__Material provided__:
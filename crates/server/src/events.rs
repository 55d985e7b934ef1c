use std::net::SocketAddr;

#[derive(Debug, Clone)]
pub enum ServerEvent {
    ClientConnecting {
        addr: SocketAddr,
    },
    ClientConnected {
        entity_id: u32,
        addr: SocketAddr,
    },
    ClientDisconnected {
        entity_id: u32,
        reason: DisconnectReason,
    },
    ConnectionDenied {
        addr: SocketAddr,
        reason: String,
    },
    Error {
        message: String,
    },
}

#[derive(Debug, Clone, Copy, PartialEq, Eq)]
pub enum DisconnectReason {
    Graceful,
    Timeout,
    Kicked,
}

impl DisconnectReason {
    pub fn as_str(&self) -> &'static str {
        match self {
            DisconnectReason::Graceful => "disconnected",
            DisconnectReason::Timeout => "timed out",
            DisconnectReason::Kicked => "kicked",
        }
    }
}
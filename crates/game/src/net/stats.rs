use rand::Rng;

/// Artificial loss and latency applied to outgoing traffic for testing.
#[derive(Debug, Clone, Default, PartialEq)]
pub struct PacketLossSimulation {
    pub enabled: bool,
    /// 0-100.
    pub loss_percent: f32,
    pub min_latency_ms: u32,
    pub max_latency_ms: u32,
    pub jitter_ms: u32,
}

impl PacketLossSimulation {
    pub fn should_drop(&self) -> bool {
        if !self.enabled || self.loss_percent <= 0.0 {
            return false;
        }
        rand::thread_rng().gen_range(0.0..100.0) < self.loss_percent
    }

    pub fn delay_ms(&self) -> u32 {
        if !self.enabled || self.max_latency_ms == 0 {
            return 0;
        }
        let mut rng = rand::thread_rng();
        let base = self.min_latency_ms.min(self.max_latency_ms);
        let jitter = if self.jitter_ms > 0 {
            rng.gen_range(0..=self.jitter_ms)
        } else {
            0
        };
        rng.gen_range(base..=self.max_latency_ms) + jitter
    }
}

#[derive(Debug, Clone, Default)]
pub struct NetworkStats {
    pub packets_sent: u64,
    pub packets_received: u64,
    pub packets_dropped: u64,
    pub bytes_sent: u64,
    pub bytes_received: u64,
    pub rtt_ms: f32,
}

impl NetworkStats {
    /// Exponentially smoothed round trip estimate.
    pub fn record_rtt(&mut self, sample_ms: f32) {
        const ALPHA: f32 = 0.125;
        if self.rtt_ms <= 0.0 {
            self.rtt_ms = sample_ms;
        } else {
            self.rtt_ms += (sample_ms - self.rtt_ms) * ALPHA;
        }
    }
}
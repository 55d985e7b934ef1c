mod command;
mod step;
mod tick;

pub use command::{Buttons, CommandBuffer, InputCommand, InputSlot};
pub use step::{AIM_EPSILON, EntityState, MOVE_SPEED, step};
pub use tick::{FixedTimestep, SimulationLoop, TickOutput};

__Task goal__: Your answer should consist of the lines above that hold the word "Kicked", copied exactly.

__Answer to this exercise__:
    Kicked,
            DisconnectReason::Kicked => "kicked",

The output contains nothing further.